Nos transportes coletivos, milhares de empregos foram perdidos Brasil afora. Armando Guerra Júnior, presidente da Fetranspor (Federação das Empresas de Transportes de Passageiros do Estado do Rio de Janeiro), disse que todas as 118 empresas do estado no setor esperam novas demissões neste ano.
“Em 2021, 100% das empresas vão demitir. A discussão é se demitem 40% ou 30% [do total de trabalhadores]. Vai ser muita coisa. Estamos trabalhando com 62% do número de passageiros de antes da pandemia, mas tem empresa trabalhando a 73% e empresa a 46%”, analisou Guerra Júnior.
No Rio, o setor estima que a pandemia tenha afetado ou vá afetar o trabalho de 40 mil pessoas, entre os que já foram e os que serão demitidos após o período de estabilidade proporcionado pelas medidas de preservação do emprego propostas pelo governo federal.
E não foi só nos transportes que os empregos foram dizimados. Segundo o estudo da FGV, a indústria de informática e eletrônicos teve perdas em 59% das empresas, fruto das mudanças nas taxas de câmbio em 2020.
Mais 32,3% ainda preveem cortes neste ano, o maior patamar apresentado na pesquisa.
“Esse segmento tem produtos dolarizados, peças importadas, o que impacta o preço. Em 2021, existe a incerteza principalmente em relação à renda, com as pessoas se contendo mais para gastar. Uma expectativa de vacina ainda pode trazer o setor mais ao normal, sem uma demanda tão aquecida”, disse Tobler.
Já 51% das empresas de serviços ligados às famílias tiveram perdas de empregos, sendo os maiores índices nos segmentos de alimentação (54,3%) e alojamento (50,6%), fruto do distanciamento social que fechou bares, restaurantes e hotéis em todo o país, como forma de conter o avanço da Covid-19.
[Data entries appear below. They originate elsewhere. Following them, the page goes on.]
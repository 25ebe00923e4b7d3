//! Work catalog constants and helpers.

/// Categories shown on the landing page overview, in display order.
///
/// Works are not restricted to these; any non-blank category is accepted.
pub const KNOWN_CATEGORIES: [&str; 3] = ["album", "book", "movie"];

/// Canonical form of a category name: trimmed and lowercased.
///
/// Applied on write and on every category-filtered query so `"Album"` and
/// `"album "` land in the same partition.
pub fn normalize_category(category: &str) -> String {
    category.trim().to_lowercase()
}

#[cfg(test)]
mod tests {
    use super::*;

    #[test]
    fn normalize_trims_and_lowercases() {
        assert_eq!(normalize_category("  Album "), "album");
        assert_eq!(normalize_category("book"), "book");
    }

    #[test]
    fn normalize_keeps_inner_spaces() {
        assert_eq!(normalize_category("Short Story"), "short story");
    }

    #[test]
    fn known_categories_are_normalized() {
        for category in KNOWN_CATEGORIES {
            assert_eq!(normalize_category(category), category);
        }
    }
}
//! Vote entity model and DTOs.

use ranker_core::types::{DbId, Timestamp};
use serde::{Deserialize, Serialize};
use sqlx::FromRow;

/// A vote row from the `votes` table.
#[derive(Debug, Clone, PartialEq, Eq, FromRow, Serialize)]
pub struct Vote {
    pub id: DbId,
    pub work_id: DbId,
    pub user_id: DbId,
    pub created_at: Timestamp,
}

/// DTO for casting a vote. The work comes from the request path.
/// A missing `user_id` is reported as a blank-field error by the handler.
#[derive(Debug, Clone, Deserialize)]
pub struct CastVote {
    pub user_id: Option<DbId>,
}
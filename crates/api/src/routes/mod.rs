pub mod health;
pub mod user;
pub mod work;

use axum::Router;

use crate::state::AppState;

/// Build the `/api/v1` route tree.
///
/// Route hierarchy:
///
/// ```text
/// /works                          list (?category=), create
/// /works/winner                   spotlight work
/// /works/top                      top ten (?category=)
/// /works/top-by-category          top ten for each known category
/// /works/{id}                     get, update, delete
/// /works/{id}/votes               list, cast
///
/// /users                          list, create
/// /users/{id}                     get
/// /users/{id}/votes               votes cast by the user
/// ```
pub fn api_routes() -> Router<AppState> {
    Router::new()
        .nest("/works", work::router())
        .nest("/users", user::router())
}
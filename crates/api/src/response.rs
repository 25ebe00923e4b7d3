use serde::Serialize;

/// Body of every successful JSON response: the payload sits under `data`.
///
/// Rankings, single works and vote listings all share it, and the winner
/// endpoint sends `{"data": null}` when there is nothing to rank.
#[derive(Debug, Serialize)]
pub struct DataResponse<T: Serialize> {
    pub data: T,
}
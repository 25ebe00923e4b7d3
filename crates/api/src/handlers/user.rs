//! Handlers for the `/users` resource.

use axum::extract::{Path, State};
use axum::http::StatusCode;
use axum::Json;
use ranker_core::error::CoreError;
use ranker_core::types::DbId;
use ranker_db::models::user::{CreateUser, User};
use ranker_db::repositories::UserRepo;

use crate::error::{AppError, AppResult};
use crate::response::DataResponse;
use crate::state::AppState;

/// POST /api/v1/users
pub async fn create(
    State(state): State<AppState>,
    Json(input): Json<CreateUser>,
) -> AppResult<(StatusCode, Json<DataResponse<User>>)> {
    let user = UserRepo::create(&state.pool, &input).await?;
    tracing::info!(user_id = user.id, "User created");
    Ok((StatusCode::CREATED, Json(DataResponse { data: user })))
}

/// GET /api/v1/users
pub async fn list(State(state): State<AppState>) -> AppResult<Json<DataResponse<Vec<User>>>> {
    let users = UserRepo::list(&state.pool).await?;
    Ok(Json(DataResponse { data: users }))
}

/// GET /api/v1/users/{id}
pub async fn get_by_id(
    State(state): State<AppState>,
    Path(id): Path<DbId>,
) -> AppResult<Json<DataResponse<User>>> {
    let user = UserRepo::find_by_id(&state.pool, id)
        .await?
        .ok_or(AppError::Core(CoreError::NotFound { entity: "User", id }))?;
    Ok(Json(DataResponse { data: user }))
}
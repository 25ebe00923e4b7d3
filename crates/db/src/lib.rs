//! PostgreSQL persistence for works, votes and users.
//!
//! Repositories are zero-sized structs with async methods taking `&PgPool`.
//! Writes that can fail validation return [`error::SaveError`] so callers get
//! field-level messages instead of raw constraint errors.

use sqlx::postgres::PgPoolOptions;

pub mod error;
pub mod models;
pub mod repositories;

pub type DbPool = sqlx::PgPool;

/// Create a connection pool from a database URL.
pub async fn create_pool(database_url: &str) -> Result<DbPool, sqlx::Error> {
    PgPoolOptions::new()
        .max_connections(20)
        .connect(database_url)
        .await
}

/// Round-trip a trivial query to confirm the database is reachable.
pub async fn health_check(pool: &DbPool) -> Result<(), sqlx::Error> {
    sqlx::query("SELECT 1").execute(pool).await?;
    Ok(())
}

/// Apply pending migrations from `db/migrations`.
pub async fn run_migrations(pool: &DbPool) -> Result<(), sqlx::migrate::MigrateError> {
    sqlx::migrate!("../../db/migrations").run(pool).await
}
#![allow(dead_code)]

use std::sync::Arc;

use axum::body::Body;
use axum::http::{Method, Request, Response};
use axum::Router;
use http_body_util::BodyExt;
use sqlx::PgPool;
use tower::ServiceExt;

use ranker_api::config::ServerConfig;
use ranker_api::router::build_app_router;
use ranker_api::state::AppState;

/// Build a test `ServerConfig` with safe defaults.
///
/// Uses `http://localhost:5173` as CORS origin (matching the dev default)
/// and a 30-second request timeout.
pub fn test_config() -> ServerConfig {
    ServerConfig {
        host: "127.0.0.1".to_string(),
        port: 0,
        cors_origins: vec!["http://localhost:5173".to_string()],
        request_timeout_secs: 30,
        shutdown_timeout_secs: 30,
    }
}

/// Build the full application router with all middleware layers, using the
/// given database pool.
pub fn build_test_app(pool: PgPool) -> Router {
    let config = test_config();
    let state = AppState {
        pool,
        config: Arc::new(config.clone()),
    };
    build_app_router(state, &config)
}

pub async fn get(app: Router, uri: &str) -> Response<Body> {
    send(app, Method::GET, uri, None).await
}

pub async fn delete(app: Router, uri: &str) -> Response<Body> {
    send(app, Method::DELETE, uri, None).await
}

pub async fn post_json(app: Router, uri: &str, body: serde_json::Value) -> Response<Body> {
    send(app, Method::POST, uri, Some(body)).await
}

pub async fn put_json(app: Router, uri: &str, body: serde_json::Value) -> Response<Body> {
    send(app, Method::PUT, uri, Some(body)).await
}

/// Collect a response body and parse it as JSON.
pub async fn body_json(response: Response<Body>) -> serde_json::Value {
    let bytes = response.into_body().collect().await.unwrap().to_bytes();
    serde_json::from_slice(&bytes).unwrap()
}

async fn send(
    app: Router,
    method: Method,
    uri: &str,
    body: Option<serde_json::Value>,
) -> Response<Body> {
    let builder = Request::builder().method(method).uri(uri);
    let request = match body {
        Some(json) => builder
            .header("content-type", "application/json")
            .body(Body::from(serde_json::to_vec(&json).unwrap()))
            .unwrap(),
        None => builder.body(Body::empty()).unwrap(),
    };
    app.oneshot(request).await.unwrap()
}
Tobler apontou que a pesquisa mostra um impacto muito grande no mercado de trabalho e liga o sinal de alerta para 2021.
Segundo ele, uma vacinação em grande escala pode melhorar o processo, mas o estudo sugere cautela, pois uma piora nos casos de Covid-19 pode ter como consequência um repique na recuperação do emprego.
No varejo de tecidos, vestuários e calçados, 40,7% das empresas demitiram trabalhadores e mais 11,9% preveem novas demissões em 2021. Por outro lado, a indústria têxtil foi a que mais contratou, com 61,6% das companhias admitindo terem aumentado o contingente.
O setor de construção também viu alguns segmentos contratarem. Nas obras de acabamento, 38,1% aumentaram o pessoal ocupado. Já em outros serviços para construção, 30,1% também contrataram. Em serviços especializados, 23,3% relataram números positivos.